Détection des modèles anormaux grâce aux relations des processus parent-enfant

Les méthodes de détection des malwares fondées sur le Machine Learning et les antivirus sont devenues tellement efficaces pour identifier les attaques sur fichiers que les utilisateurs malveillants se sont tournés vers des techniques appelées « living off the land » afin de contourner les logiciels de sécurité modernes. Ces attaques profitent de l’exécution d’outils système qui sont préinstallés sur le système d'exploitation ou souvent proposés par des administrateurs en vue de réaliser certaines opérations, comme l’automatisation des tâches administratives, l’utilisation régulière de scripts et l’exécution de code sur des systèmes distants. Il peut être difficile d’identifier les utilisateurs malveillants qui utilisent des outils de système d’exploitation de confiance, comme powershell.exe, wmic.exe ou schtasks.exe. Ces fichiers binaires sont par essence sans risque et souvent utilisés dans la plupart des environnements. Par conséquent, les utilisateurs malveillants peuvent contourner facilement la plupart des défenses de première ligne en se fondant dans le décor des exécutions régulières. Pour identifier des modèles à l’instar de telles actions découlant d’une infraction, il faut passer au peigne fin des millions d’événements sans vraiment savoir par où commencer.

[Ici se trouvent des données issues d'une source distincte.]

//! Command implementations.

use std::path::PathBuf;

use anyhow::{Context, Result, anyhow};
use comfy_table::{Cell, Table};
use tracing::{info, info_span};

use ct_client::LibraryClient;
use ct_model::{PackageVersion, Standard};
use ct_report::render::{apply_table_style, header_cell};
use ct_report::{KeyKind, LookupReport, build_merged, lookup, write_artifacts};

use crate::cli::{KeyKindArg, LookupArgs};

/// Environment variable consulted when --api-key is not given.
pub const API_KEY_ENV: &str = "CDISC_API_KEY";

pub fn run_standards() -> Result<()> {
    let mut table = Table::new();
    table.set_header(vec![header_cell("Standard"), header_cell("Package Prefix")]);
    apply_table_style(&mut table);
    for standard in Standard::all() {
        table.add_row(vec![
            Cell::new(standard.label()),
            Cell::new(standard.api_slug()),
        ]);
    }
    println!("{table}");
    Ok(())
}

pub fn run_lookup(args: &LookupArgs) -> Result<LookupReport> {
    // Everything user-supplied is validated before the first request.
    let standard: Standard = args.standard.parse()?;
    let supplied_version = args
        .ct_version
        .as_deref()
        .map(str::parse::<PackageVersion>)
        .transpose()?;
    let api_key = resolve_api_key(args)?;

    let lookup_span = info_span!("lookup", key = %args.value, standard = %standard);
    let _guard = lookup_span.enter();

    let client = match &args.base_url {
        Some(url) => LibraryClient::with_base_url(&api_key, url),
        None => LibraryClient::new(&api_key),
    }
    .context("create CDISC Library client")?;

    let version = match supplied_version {
        Some(version) => version.date(),
        None => client
            .resolve_latest(standard)
            .context("resolve latest terminology version")?,
    };

    let package = client
        .fetch_package(standard, version)
        .context("fetch terminology package")?;
    let package_id = package.package_id();

    let merged = build_merged(&package.codelists, &package.terms);
    info!(
        codelists = package.codelists.len(),
        terms = package.terms.len(),
        rows = merged.len(),
        "built merged terminology table"
    );

    let kind = key_kind(args.by);
    let report = lookup(&merged, &args.value, kind, standard, version);

    let output_dir = args
        .output_dir
        .clone()
        .unwrap_or_else(|| default_output_dir(&package_id));
    write_artifacts(&output_dir, &package_id, &merged, report.rows())
        .context("write terminology tables")?;

    Ok(report)
}

fn resolve_api_key(args: &LookupArgs) -> Result<String> {
    args.api_key
        .clone()
        .or_else(|| std::env::var(API_KEY_ENV).ok())
        .filter(|key| !key.trim().is_empty())
        .ok_or_else(|| anyhow!("missing API key: pass --api-key or set {API_KEY_ENV}"))
}

fn key_kind(arg: KeyKindArg) -> KeyKind {
    match arg {
        KeyKindArg::Id => KeyKind::Id,
        KeyKindArg::CodelistCode => KeyKind::CodelistCode,
    }
}

fn default_output_dir(package_id: &str) -> PathBuf {
    std::env::temp_dir().join("cdisc-ct").join(package_id)
}
pub mod entry;

use std::sync::Arc;
use tokio::sync::RwLock;

use crate::storage::{Backend, StorageError, Transaction};
use entry::Entry;

/// The keyed value store. Owns the mounted persistence backend and applies
/// the lazy-expiry rule on every read: an entry whose TTL has elapsed is
/// deleted (in its own transaction) and reported absent, whatever command
/// triggered the read. There is no background sweep.
pub struct Store {
    backend: Box<dyn Backend>,
}

impl Store {
    pub fn new(backend: Box<dyn Backend>) -> Self {
        Store { backend }
    }

    /// Look up a key, enforcing expiry. The returned entry is a detached
    /// copy; mutations flow back through a transaction.
    pub fn get(&mut self, key: &str) -> Result<Option<Entry>, StorageError> {
        let entry = match self.backend.get_by_key(key)? {
            Some(entry) => entry,
            None => return Ok(None),
        };

        if entry.is_expired() {
            let mut tx = self.backend.init_transaction()?;
            tx.delete_by_key(key)?;
            tx.commit()?;
            return Ok(None);
        }

        Ok(Some(entry))
    }

    /// Whether a key currently exists, expiry applied.
    pub fn exists(&mut self, key: &str) -> Result<bool, StorageError> {
        Ok(self.get(key)?.is_some())
    }

    /// Open a transaction on the mounted backend. One per command; the
    /// borrow it holds keeps reads and writes from interleaving badly.
    pub fn begin(&mut self) -> Result<Box<dyn Transaction + '_>, StorageError> {
        self.backend.init_transaction()
    }
}

pub type SharedStore = Arc<RwLock<Store>>;

pub fn shared(backend: Box<dyn Backend>) -> SharedStore {
    Arc::new(RwLock::new(Store::new(backend)))
}

#[cfg(test)]
mod tests {
    use super::entry::{Entry, Value, now_millis};
    use super::*;
    use crate::storage::memory::MemoryBackend;

    fn store_with(entries: Vec<Entry>) -> Store {
        let mut store = Store::new(Box::new(MemoryBackend::new()));
        {
            let mut tx = store.begin().unwrap();
            for entry in &entries {
                tx.set_kv(entry).unwrap();
            }
            tx.commit().unwrap();
        }
        store
    }

    #[test]
    fn get_returns_live_entry() {
        let mut store = store_with(vec![Entry::new("k", Value::Str("v".to_string()))]);
        let entry = store.get("k").unwrap().unwrap();
        assert_eq!(entry.value, Value::Str("v".to_string()));
    }

    #[test]
    fn get_missing_key_is_none() {
        let mut store = store_with(vec![]);
        assert!(store.get("nope").unwrap().is_none());
    }

    #[test]
    fn expired_entry_is_removed_on_read() {
        let mut store = store_with(vec![Entry::with_expiry(
            "k",
            Value::Str("v".to_string()),
            now_millis() - 10,
        )]);

        assert!(store.get("k").unwrap().is_none());
        // The read physically deleted it, not just hid it.
        assert!(!store.exists("k").unwrap());
    }

    #[test]
    fn future_expiry_still_visible() {
        let mut store = store_with(vec![Entry::with_expiry(
            "k",
            Value::Str("v".to_string()),
            now_millis() + 60_000,
        )]);
        assert!(store.exists("k").unwrap());
    }
}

Afin de lutter contre cette tendance, les chercheurs en sécurité ont commencé à concevoir des systèmes de détection capables de cibler les chaînes de processus parent-enfant suspicieux. En utilisant MITRE ATT&CK™ comme stratégie de lutte, les chercheurs peuvent écrire des logiques de détection pouvant générer des alertes lorsqu’un processus parent lance un processus enfant à l’aide de certains arguments de ligne de commande. Un bon exemple est l’alerting sur un powershell.exe généré par un processus de MS Office avec des arguments encodés en Base64. Or, ce processus chronophage requiert une expertise en domaines et une boucle de rétroaction explicite afin de régler les détecteurs bruyants.

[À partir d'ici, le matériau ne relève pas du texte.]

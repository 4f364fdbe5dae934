use std::collections::HashMap;
use std::sync::Arc;
use tokio::sync::{RwLock, mpsc};

use crate::resp::RespValue;

/// Write side of a connection's out-of-band push queue. The connection task
/// owns the read side and forwards everything to its socket.
pub type PushSender = mpsc::UnboundedSender<RespValue>;
pub type PushReceiver = mpsc::UnboundedReceiver<RespValue>;

/// Channel-to-subscriber registry plus message fan-out.
///
/// Each channel keeps its subscribers as an ordered, duplicate-free sequence
/// of client ids; publishing walks that sequence and hands the message to
/// each subscriber's push queue. Because the queues are unbounded, a push
/// never blocks the publisher — a slow subscriber delays only itself.
#[derive(Default)]
pub struct PubSubBroker {
    channels: HashMap<String, Vec<u64>>,
    senders: HashMap<u64, PushSender>,
}

impl PubSubBroker {
    pub fn new() -> Self {
        PubSubBroker {
            channels: HashMap::new(),
            senders: HashMap::new(),
        }
    }

    /// Register a client in a channel. Idempotent: re-subscribing neither
    /// duplicates the registration nor reorders it. Returns whether the
    /// client was newly added.
    pub fn subscribe(&mut self, client_id: u64, channel: &str, sender: PushSender) -> bool {
        self.senders.entry(client_id).or_insert(sender);
        let subscribers = self.channels.entry(channel.to_string()).or_default();
        if subscribers.contains(&client_id) {
            return false;
        }
        subscribers.push(client_id);
        true
    }

    /// Remove a client from a channel. Returns whether it was subscribed.
    pub fn unsubscribe(&mut self, client_id: u64, channel: &str) -> bool {
        let Some(subscribers) = self.channels.get_mut(channel) else {
            return false;
        };
        let before = subscribers.len();
        subscribers.retain(|id| *id != client_id);
        let removed = subscribers.len() < before;
        if subscribers.is_empty() {
            self.channels.remove(channel);
        }
        if removed && !self.is_subscribed_anywhere(client_id) {
            self.senders.remove(&client_id);
        }
        removed
    }

    /// Channels the given client currently belongs to, in registry order.
    pub fn channels_of(&self, client_id: u64) -> Vec<String> {
        self.channels
            .iter()
            .filter(|(_, subscribers)| subscribers.contains(&client_id))
            .map(|(channel, _)| channel.clone())
            .collect()
    }

    /// Deliver `["message", channel, payload]` to every current subscriber.
    /// Returns the number of subscribers reached; a subscriber whose
    /// connection is gone is skipped.
    pub fn publish(&self, channel: &str, payload: &str) -> usize {
        let Some(subscribers) = self.channels.get(channel) else {
            return 0;
        };

        let message = RespValue::array(vec![
            RespValue::bulk("message"),
            RespValue::bulk(channel),
            RespValue::bulk(payload),
        ]);

        let mut delivered = 0;
        for client_id in subscribers {
            if let Some(sender) = self.senders.get(client_id) {
                if sender.send(message.clone()).is_ok() {
                    delivered += 1;
                }
            }
        }
        delivered
    }

    /// Drop every subscription of a client (connection teardown).
    pub fn unsubscribe_all(&mut self, client_id: u64) {
        self.channels
            .retain(|_, subscribers| {
                subscribers.retain(|id| *id != client_id);
                !subscribers.is_empty()
            });
        self.senders.remove(&client_id);
    }

    fn is_subscribed_anywhere(&self, client_id: u64) -> bool {
        self.channels
            .values()
            .any(|subscribers| subscribers.contains(&client_id))
    }
}

pub type SharedBroker = Arc<RwLock<PubSubBroker>>;

pub fn shared() -> SharedBroker {
    Arc::new(RwLock::new(PubSubBroker::new()))
}
use std::collections::HashSet;

use crate::command::required_arg;
use crate::error::{CommandError, CommandResult};
use crate::resp::RespValue;
use crate::store::SharedStore;
use crate::store::entry::{Entry, Value};

/// SADD key member [member ...] — count of members newly inserted; creates
/// the set when the key is absent (or its TTL has elapsed).
pub async fn cmd_sadd(args: &[RespValue], store: &SharedStore) -> CommandResult {
    if args.len() < 2 {
        return Err(CommandError::WrongArgCount("sadd"));
    }
    let key = required_arg(args, 0, "sadd")?;
    let members: Vec<String> = args[1..]
        .iter()
        .map(|arg| arg.as_bulk().map(str::to_string))
        .collect::<Option<_>>()
        .ok_or(CommandError::WrongArgCount("sadd"))?;

    let mut store = store.write().await;

    let mut entry = match store.get(key)? {
        Some(entry) => {
            if !matches!(entry.value, Value::Set(_)) {
                return Err(CommandError::WrongType("set"));
            }
            entry
        }
        None => Entry::new(key, Value::Set(HashSet::new())),
    };

    let Value::Set(set) = &mut entry.value else {
        unreachable!("type checked above");
    };
    let mut added = 0i64;
    for member in members {
        if set.insert(member) {
            added += 1;
        }
    }

    let mut tx = store.begin()?;
    tx.set_kv(&entry)?;
    tx.commit()?;

    Ok(RespValue::integer(added))
}

/// SMEMBERS key — all members as a Set reply, empty when the key is absent.
pub async fn cmd_smembers(args: &[RespValue], store: &SharedStore) -> CommandResult {
    if args.len() != 1 {
        return Err(CommandError::WrongArgCount("smembers"));
    }
    let key = required_arg(args, 0, "smembers")?;

    let mut store = store.write().await;
    match store.get(key)? {
        None => Ok(RespValue::set(Vec::new())),
        Some(entry) => match entry.value {
            Value::Set(members) => Ok(RespValue::set(
                members.into_iter().map(RespValue::bulk).collect(),
            )),
            _ => Err(CommandError::WrongType("set")),
        },
    }
}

Les équipes en charge de la sécurité utilisent des infrastructures open source d’attaque et de défense pour réaliser des simulations et évaluer les performances des détecteurs. Or, indépendamment de leur efficacité, leur logique peut résoudre une seule attaque. Toute incapacité des détecteurs à généraliser ou détecter des attaques représente une opportunité unique pour le Machine Learning.

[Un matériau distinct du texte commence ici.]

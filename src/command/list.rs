use std::collections::VecDeque;

use crate::command::required_arg;
use crate::error::{CommandError, CommandResult};
use crate::resp::RespValue;
use crate::store::SharedStore;
use crate::store::entry::{Entry, Value};

/// Which end of the list an operation works on.
#[derive(Clone, Copy, PartialEq)]
enum End {
    Head,
    Tail,
}

pub async fn cmd_lpush(args: &[RespValue], store: &SharedStore) -> CommandResult {
    push("lpush", args, store, End::Head, false).await
}

pub async fn cmd_rpush(args: &[RespValue], store: &SharedStore) -> CommandResult {
    push("rpush", args, store, End::Tail, false).await
}

pub async fn cmd_lpushx(args: &[RespValue], store: &SharedStore) -> CommandResult {
    push("lpushx", args, store, End::Head, true).await
}

pub async fn cmd_rpushx(args: &[RespValue], store: &SharedStore) -> CommandResult {
    push("rpushx", args, store, End::Tail, true).await
}

/// Shared push path. Head pushes prepend the arguments one by one, so the
/// last argument given ends up nearest the head; tail pushes append in
/// order. The X-forms refuse a missing key. A key whose TTL elapsed behaves
/// like a missing one (the expired payload is gone, not an error).
async fn push(
    cmd: &'static str,
    args: &[RespValue],
    store: &SharedStore,
    end: End,
    require_existing: bool,
) -> CommandResult {
    if args.len() < 2 {
        return Err(CommandError::WrongArgCount(cmd));
    }
    let key = required_arg(args, 0, cmd)?;
    let items: Vec<String> = args[1..]
        .iter()
        .map(|arg| arg.as_bulk().map(str::to_string))
        .collect::<Option<_>>()
        .ok_or(CommandError::WrongArgCount(cmd))?;

    let mut store = store.write().await;

    let mut entry = match store.get(key)? {
        Some(entry) => {
            if !matches!(entry.value, Value::List(_)) {
                return Err(CommandError::WrongType("list"));
            }
            entry
        }
        None => {
            if require_existing {
                return Err(CommandError::KeyDoesNotExist);
            }
            Entry::new(key, Value::List(VecDeque::new()))
        }
    };

    let Value::List(list) = &mut entry.value else {
        unreachable!("type checked above");
    };
    for item in items {
        match end {
            End::Head => list.push_front(item),
            End::Tail => list.push_back(item),
        }
    }
    let len = list.len() as i64;

    let mut tx = store.begin()?;
    tx.set_kv(&entry)?;
    tx.commit()?;

    Ok(RespValue::integer(len))
}

pub async fn cmd_lpop(args: &[RespValue], store: &SharedStore) -> CommandResult {
    pop("lpop", args, store, End::Head).await
}

pub async fn cmd_rpop(args: &[RespValue], store: &SharedStore) -> CommandResult {
    pop("rpop", args, store, End::Tail).await
}

/// Remove and return one element. Absent key, wrong type and empty list all
/// reply Null; popping the last element deletes the key.
async fn pop(
    cmd: &'static str,
    args: &[RespValue],
    store: &SharedStore,
    end: End,
) -> CommandResult {
    if args.len() != 1 {
        return Err(CommandError::WrongArgCount(cmd));
    }
    let key = required_arg(args, 0, cmd)?;

    let mut store = store.write().await;

    let mut entry = match store.get(key)? {
        Some(entry) => entry,
        None => return Ok(RespValue::Null),
    };
    let Value::List(list) = &mut entry.value else {
        return Ok(RespValue::Null);
    };

    let popped = match end {
        End::Head => list.pop_front(),
        End::Tail => list.pop_back(),
    };
    let Some(value) = popped else {
        return Ok(RespValue::Null);
    };

    let mut tx = store.begin()?;
    if entry_is_empty_list(&entry) {
        tx.delete_by_key(key)?;
    } else {
        tx.set_kv(&entry)?;
    }
    tx.commit()?;

    Ok(RespValue::bulk(value))
}

fn entry_is_empty_list(entry: &Entry) -> bool {
    matches!(&entry.value, Value::List(list) if list.is_empty())
}

/// LLEN key — list length, 0 when absent, type error otherwise.
pub async fn cmd_llen(args: &[RespValue], store: &SharedStore) -> CommandResult {
    if args.len() != 1 {
        return Err(CommandError::WrongArgCount("llen"));
    }
    let key = required_arg(args, 0, "llen")?;

    let mut store = store.write().await;
    match store.get(key)? {
        None => Ok(RespValue::integer(0)),
        Some(entry) => match entry.value {
            Value::List(list) => Ok(RespValue::integer(list.len() as i64)),
            _ => Err(CommandError::WrongType("list")),
        },
    }
}

/// LINDEX key index — element at index; negative indices count back from
/// the tail. A resolved index outside the list is an error.
pub async fn cmd_lindex(args: &[RespValue], store: &SharedStore) -> CommandResult {
    if args.len() != 2 {
        return Err(CommandError::WrongArgCount("lindex"));
    }
    let key = required_arg(args, 0, "lindex")?;
    let index: i64 = required_arg(args, 1, "lindex")?
        .parse()
        .map_err(|_| CommandError::NotInteger)?;

    let mut store = store.write().await;
    let entry = match store.get(key)? {
        Some(entry) => entry,
        None => return Ok(RespValue::Null),
    };
    let Value::List(list) = &entry.value else {
        return Err(CommandError::WrongType("list"));
    };

    let resolved = if index < 0 {
        list.len() as i64 + index
    } else {
        index
    };
    if resolved < 0 || resolved >= list.len() as i64 {
        return Err(CommandError::IndexOutOfRange);
    }

    Ok(RespValue::bulk(list[resolved as usize].clone()))
}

Réflexions sous forme de graphes

Dès les premières discussions autour de la détection des processus parent-enfant anormaux, j’ai immédiatement pensé à représenter ces réflexions sous forme de graphe. En effet, l’exécution des processus peut être illustrée grâce à un graphe pour un hôte donné. Dans notre graphe, les nœuds constituent des processus individuels divisés selon leur identifiant unique (PID), tandis que chaque liaison entre les nœuds est un événement process_creation. Une liaison comprend des métadonnées importantes provenant d’événements différents, comme les horodatages, des arguments de ligne de commande et de l’utilisateur.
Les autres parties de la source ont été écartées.